Regional transportation planners at the Metropolitan Washington Council of Governments are launching a study to determine how to make 25 “underutilized” Metro stations more accessible to pedestrians and bicyclists, work that overlaps with Metro’s research into exploiting excess capacity during the reverse commute: morning rush hour trains heading into D.C. are usually packed; trains heading out of the city into the suburbs are often empty by comparison. The reason is that many suburban stations, particularly in Prince George’s County, lack office development and employment centers within a mile’s walk or bike ride, and the areas surrounding some of these stations lack sidewalks and bike lanes, too.
The 25 stations were also picked because the vicinities are “anticipating employment growth in the near-term future and/or have significant transit-dependent populations living in close proximity,” according to the National Capital Region Transportation Planning Board (TPB).
“In some cases there may be gaps in the sidewalks, maybe the crosswalks aren't as safe as they could be, or maybe there is a great grid system but there are no bike lanes to accommodate folks who might be able to ride their bike to work,” said the TPB’s Sarah Crawford.
“Some of the stations already have the employment in place, so let’s get the infrastructure in place to get people to those sites. At other stations there is potential for development, but before it actually opens let’s make sure infrastructure is in place so people can get to those jobs without automatically relying on their cars,” she added.

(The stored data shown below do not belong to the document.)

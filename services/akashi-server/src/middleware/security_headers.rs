use std::future::{ready, Ready};

use actix_web::{
    dev::{forward_ready, Service, ServiceRequest, ServiceResponse, Transform},
    http::header::{HeaderName, HeaderValue},
    Error,
};
use futures::future::LocalBoxFuture;

const HEADERS: &[(&str, &str)] = &[
    ("x-content-type-options", "nosniff"),
    ("x-frame-options", "DENY"),
    ("cache-control", "no-store"),
    ("referrer-policy", "strict-origin-when-cross-origin"),
    (
        "strict-transport-security",
        "max-age=63072000; includeSubDomains",
    ),
    (
        "content-security-policy",
        "default-src 'none'; frame-ancestors 'none'",
    ),
    (
        "permissions-policy",
        "camera=(), microphone=(), geolocation=(), payment=()",
    ),
];

/// Stamps the standard security header set on every response.
pub struct SecurityHeaders;

impl<S, B> Transform<S, ServiceRequest> for SecurityHeaders
where
    S: Service<ServiceRequest, Response = ServiceResponse<B>, Error = Error>,
    S::Future: 'static,
    B: 'static,
{
    type Response = ServiceResponse<B>;
    type Error = Error;
    type InitError = ();
    type Transform = SecurityHeadersService<S>;
    type Future = Ready<Result<Self::Transform, Self::InitError>>;

    fn new_transform(&self, service: S) -> Self::Future {
        ready(Ok(SecurityHeadersService { service }))
    }
}

pub struct SecurityHeadersService<S> {
    service: S,
}

impl<S, B> Service<ServiceRequest> for SecurityHeadersService<S>
where
    S: Service<ServiceRequest, Response = ServiceResponse<B>, Error = Error>,
    S::Future: 'static,
    B: 'static,
{
    type Response = ServiceResponse<B>;
    type Error = Error;
    type Future = LocalBoxFuture<'static, Result<Self::Response, Self::Error>>;

    forward_ready!(service);

    fn call(&self, req: ServiceRequest) -> Self::Future {
        let fut = self.service.call(req);
        Box::pin(async move {
            let mut res = fut.await?;
            for (name, value) in HEADERS {
                res.headers_mut().insert(
                    HeaderName::from_static(name),
                    HeaderValue::from_static(value),
                );
            }
            Ok(res)
        })
    }
}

Eight of the stations are in the District of Columbia. Maryland's Prince George’s County has five, while Montgomery County has four. In Virginia, Fairfax County has three, Arlington and Alexandria have two each, and one is in Prince William County.

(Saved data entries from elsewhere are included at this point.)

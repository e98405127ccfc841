use actix_web::{post, web, HttpResponse};
use akashi_common::{validation, AppError, HttpError, RequestMeta};
use akashi_models::{Agent, MutationAudit, Role};
use chrono::{DateTime, Utc};
use serde::{Deserialize, Serialize};
use sqlx::PgPool;
use validator::Validate;

use crate::middleware::Identity;
use crate::services::api_keys::{authenticate_api_key, ApiKeyVerifier};
use crate::services::audit;
use crate::services::jwt::JwtManager;

#[derive(Debug, Deserialize, Validate)]
#[serde(deny_unknown_fields)]
pub struct TokenRequest {
    #[validate(custom(function = "validation::validate_agent_id"))]
    pub agent_id: String,
    #[validate(length(min = 1))]
    pub api_key: String,
}

#[derive(Debug, Serialize)]
pub struct TokenResponse {
    pub token: String,
    pub expires_at: DateTime<Utc>,
}

#[derive(Debug, Deserialize, Validate)]
#[serde(deny_unknown_fields)]
pub struct ScopedTokenRequest {
    #[validate(custom(function = "validation::validate_agent_id"))]
    pub agent_id: String,
    pub ttl_seconds: Option<i64>,
}

#[derive(Debug, Serialize)]
pub struct ScopedTokenResponse {
    pub token: String,
    pub expires_at: DateTime<Utc>,
    pub scoped_by: String,
}

/// Exchange an API key for a bearer token.
#[post("/auth/token")]
pub async fn issue_token(
    meta: RequestMeta,
    pool: web::Data<PgPool>,
    jwt: web::Data<JwtManager>,
    verifier: web::Data<ApiKeyVerifier>,
    body: web::Json<TokenRequest>,
) -> Result<HttpResponse, HttpError> {
    body.validate()
        .map_err(|e| meta.fail(AppError::Validation(e.to_string())))?;

    let agent = authenticate_api_key(
        &verifier.clone().into_inner(),
        pool.get_ref(),
        &body.agent_id,
        &body.api_key,
    )
    .await
    .map_err(|e| meta.fail(e))?;

    let (token, expires_at) = jwt.issue(&agent).map_err(|e| meta.fail(e))?;
    Ok(meta.ok(TokenResponse { token, expires_at }))
}

/// Mint a short-lived token acting as another agent in the same org. The
/// minting admin is recorded in `scoped_by` and the TTL is capped.
#[post("/auth/token/scoped")]
pub async fn issue_scoped_token(
    meta: RequestMeta,
    identity: Identity,
    pool: web::Data<PgPool>,
    jwt: web::Data<JwtManager>,
    body: web::Json<ScopedTokenRequest>,
) -> Result<HttpResponse, HttpError> {
    let claims = identity.0;
    claims.require(Role::Admin).map_err(|e| meta.fail(e))?;
    body.validate()
        .map_err(|e| meta.fail(AppError::Validation(e.to_string())))?;

    let target: Option<Agent> = sqlx::query_as(
        r#"
        SELECT id, org_id, agent_id, role, api_key_hash, tags, metadata, created_at
        FROM agents
        WHERE org_id = $1 AND agent_id = $2
        "#,
    )
    .bind(claims.org_id)
    .bind(&body.agent_id)
    .fetch_optional(pool.get_ref())
    .await
    .map_err(|e| meta.fail(e))?;
    let target = target
        .ok_or_else(|| meta.fail(AppError::NotFound("target agent not found".to_string())))?;

    let (token, expires_at) = jwt
        .issue_scoped(&claims, &target, body.ttl_seconds)
        .map_err(|e| meta.fail(e))?;

    audit::record_detached(
        pool.get_ref().clone(),
        MutationAudit {
            request_id: Some(meta.request_id.clone()),
            org_id: claims.org_id,
            actor_agent_id: claims.agent_id.clone(),
            actor_role: claims.role.to_string(),
            method: "POST".to_string(),
            endpoint: "/auth/token/scoped".to_string(),
            operation: "mint_scoped_token".to_string(),
            resource_type: "agent".to_string(),
            resource_id: Some(target.agent_id.clone()),
            before_state: None,
            after_state: None,
            metadata: serde_json::json!({"ttl_seconds": body.ttl_seconds}),
        },
    );

    Ok(meta.ok(ScopedTokenResponse {
        token,
        expires_at,
        scoped_by: claims.agent_id,
    }))
}

pub fn configure(cfg: &mut web::ServiceConfig) {
    cfg.service(issue_token).service(issue_scoped_token);
}
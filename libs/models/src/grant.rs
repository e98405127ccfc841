use chrono::{DateTime, Utc};
use serde::{Deserialize, Serialize};
use sqlx::FromRow;
use uuid::Uuid;

/// Resource type for delegated read access over an agent's traces.
pub const RESOURCE_AGENT_TRACES: &str = "agent_traces";

/// Permission granted by an [`AccessGrant`].
pub const PERMISSION_READ: &str = "read";

/// An explicit read capability from one agent to another. Expired grants are
/// inert; `resource_id` names the target agent whose traces may be read.
#[derive(Debug, Clone, Serialize, Deserialize, FromRow)]
pub struct AccessGrant {
    pub id: Uuid,
    pub org_id: Uuid,
    pub grantor_id: Uuid,
    pub grantee_id: Uuid,
    pub resource_type: String,
    pub resource_id: Option<String>,
    pub permission: String,
    pub expires_at: Option<DateTime<Utc>>,
    pub created_at: DateTime<Utc>,
}
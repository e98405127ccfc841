use chrono::{DateTime, Utc};
use serde::{Deserialize, Serialize};
use sqlx::FromRow;
use uuid::Uuid;

/// Dimensionality every topic/outcome embedding must have.
pub const EMBEDDING_DIM: usize = 1024;

/// A durable record of a choice. Embeddings are internal scoring inputs and
/// never serialized out through the API.
#[derive(Debug, Clone, Serialize, Deserialize, FromRow)]
pub struct Decision {
    pub id: Uuid,
    pub run_id: Uuid,
    pub agent_id: String,
    pub org_id: Uuid,
    pub decision_type: String,
    pub outcome: String,
    pub confidence: f64,
    pub reasoning: Option<String>,
    pub session_id: Option<String>,
    #[serde(skip_serializing)]
    pub topic_embedding: Option<Vec<f32>>,
    #[serde(skip_serializing)]
    pub outcome_embedding: Option<Vec<f32>>,
    pub valid_from: DateTime<Utc>,
}

#[derive(Debug, Clone, Serialize, Deserialize, FromRow)]
pub struct DecisionAlternative {
    pub decision_id: Uuid,
    pub position: i32,
    pub outcome: String,
    pub score: Option<f64>,
    pub selected: bool,
}

#[derive(Debug, Clone, Serialize, Deserialize, FromRow)]
pub struct DecisionEvidence {
    pub decision_id: Uuid,
    pub position: i32,
    pub source: String,
    pub content: Option<serde_json::Value>,
}

/// Wire shape of an alternative on ingest.
#[derive(Debug, Clone, Serialize, Deserialize)]
#[serde(deny_unknown_fields)]
pub struct AlternativeInput {
    pub outcome: String,
    pub score: Option<f64>,
    #[serde(default)]
    pub selected: bool,
}

/// Wire shape of an evidence item on ingest.
#[derive(Debug, Clone, Serialize, Deserialize)]
#[serde(deny_unknown_fields)]
pub struct EvidenceInput {
    pub source: String,
    pub content: Option<serde_json::Value>,
}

Increasing access could increase ridership
The lack of office development around the stations in Prince George’s County is a significant obstacle to drawing more reverse commuters. The immediate vicinity around Prince George’s Plaza station, for instance, has two large parking garages, some apartment complexes and a mall—but no large office buildings.
“Development is happening very slowly. They are building up but I don't feel, considering the population here, it is up to standard at all,” said Khiana Jenkins, a mother of four who lives nearby.
She sees the empty trains returning from D.C.
“Especially if you are coming back around lunch time, there is nobody on the train. Are we paying taxes on transit that is not being utilized?” Jenkins says.
Metro does not want to be in the business of running empty trains. The transit authority’s internal data show the way to exploit such excess capacity is to augment the pedestrian and biking networks around stations, even more so than to build more parking garages.
“We find that when we experiment with different levels of pedestrian access, we can increase ridership...by up to 15 percent and that is a very low cost way to get cars off the road and people onto the transit network,” said Shyam Kannan, who heads Metro’s office of planning.
Only 45 percent of the real estate is accessible by foot within a half-mile radius of Prince George’s Plaza, Kannan said. At the other end of the spectrum are stations in urban environments with plenty of sidewalks. Tenleytown station’s figure is 95 percent.
Another comparison that illustrates the importance of “walkability” is Takoma versus Landover, Kannan said. Takoma station on the Red Line has 6,000 riders per day, thanks to its robust sidewalks. But the Landover station, where only 20 percent of the real estate is accessible by foot within a half-mile radius, has only 2,000 riders per day despite the presence of “thousands of parking spaces.”
“In station areas where we have great pedestrian environments, even if they have much less parking, the ridership is much, much higher,” he said.
Studies first step in local collaboration
Both Metro and the TPB want their respective studies to provide a foundation for collaborative work with the jurisdictions where the 25 stations are located. Neither organization is in the real estate development or sidewalk/bike lane construction business. They cannot decide unilaterally where to locate the necessary office space near the stations and whether to build adequate walking/biking infrastructure for commuters once they get off their trains.
“The choice is clear,” Kannan said. “We can either keep pouring billions and billions of dollars into these new extensions of transit – Silver Line, Purple Line, streetcars – or we can build lots of sidewalks. We end up with the same result in terms of transit mode share.”
Metro is not going to reverse its ban against bringing bicycles aboard rush hour trains, but Kannan said the underused stations would benefit from bike share docks.